Whether Coastal Cities Should Abandon the Shoreline in Order to Survive Rising Seas Is up for Debate

11 November 2021

Image credit: Photo by Artiom Vallat on Unsplash

Climate change-driven sea level rise is anticipated to range from just over half a meter to perhaps as many as three meters over the course of the next hundred years or so. A substantial number of the world’s cities, with their coastal or low-lying locations, will have to contend with the rising tide in one way or another.

In the Debating Tall section of the CTBUH Journal 2021 Issue IV, a special conference edition, the provocative question was posed to two industry experts: Will we see a megacity forced to relocate inland?

Providing the answer in the affirmative, John Englander, research fellow at the Institute of Marine Sciences—UC Santa Cruz in Santa Cruz, argues the case has already been made by the Indonesian president, who announced in 2019 that the capital would need to move from Jakarta to escape increased flooding. “Because rising sea level is relatively slow but effectively permanent, we must look at the challenge with a different mindset,” Englander said.

The emphatic response in the negative was provided by Joe Berridge, partner at Urban Strategies in Toronto, who said that cities are intrinsically tied up with other factors such as trade routes and access to resources, and therefore cannot simply pick up and decamp to higher ground. “Cities are not objects like an old car to be dumped in the junkyard,” he said.  “They are complex, almost animate, entities that grow and change according to an urban logic that takes decades, or even centuries to unfold.”

Cities are not objects like an old car

to be dumped in the junkyard.

Joe Berridge, Urban Strategies

Even arguing from pointedly opposite ends of the spectrum, the perspectives both experts coincided on a few key points. In either case, both Berridge and Englander argue that there is no time to waste for coastal cities to craft their response strategy to the inevitable rise in sea level. “This is not a time to think small,” says Englander.

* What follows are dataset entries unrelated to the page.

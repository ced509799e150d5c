//! Lexical errors.
//!
//! Both kinds are recoverable: the scanner records the error, skips the
//! offending input, and keeps going. Rendering via [`Display`] produces the
//! exact diagnostic line written to the error stream.
//!
//! [`Display`]: std::fmt::Display

use thiserror::Error;

/// What went wrong.
#[derive(Clone, Debug, Eq, PartialEq, Hash, Error)]
pub enum LexErrorKind {
    /// A character that matches no dispatch rule.
    #[error("Unexpected character: {0}")]
    UnexpectedCharacter(char),
    /// A string literal not closed before a newline or end of input.
    #[error("Unterminated string.")]
    UnterminatedString,
}

/// A lexical error and the 1-based line where it begins.
#[derive(Clone, Debug, Eq, PartialEq, Hash, Error)]
#[error("[line {line}] Error: {kind}")]
pub struct LexError {
    pub kind: LexErrorKind,
    pub line: u32,
}

impl LexError {
    pub fn unexpected_character(ch: char, line: u32) -> Self {
        Self {
            kind: LexErrorKind::UnexpectedCharacter(ch),
            line,
        }
    }

    pub fn unterminated_string(line: u32) -> Self {
        Self {
            kind: LexErrorKind::UnterminatedString,
            line,
        }
    }
}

Rather than wholesale abandoning coastal cities for drier pastures inland, Berridge suggest urban planners look to the historical precedent set by the Dutch and their below sea-level cities. “Many, although not all, coastal cities can be saved from the worst of sea-level rise by a combination of hard and soft seawalls, storm gates, bio-reefs,” he said, adding that even with these strategies in some situations the response would also have to include “strategic retreat.”

 This is not a time to think small.

John Englander, research fellow at the Institute of Marine Sciences—UC Santa Cruz

To read their full argument both for and against abandonment or relocation of coastal cities in response to rising sea levels, members can access it via myctuh.org when the full journal is released.

Other CTBUH Research:

CTBUH Journal 2018, Issue 1. Debating Tall: Tall Buildings as Severe-Weather Shelters?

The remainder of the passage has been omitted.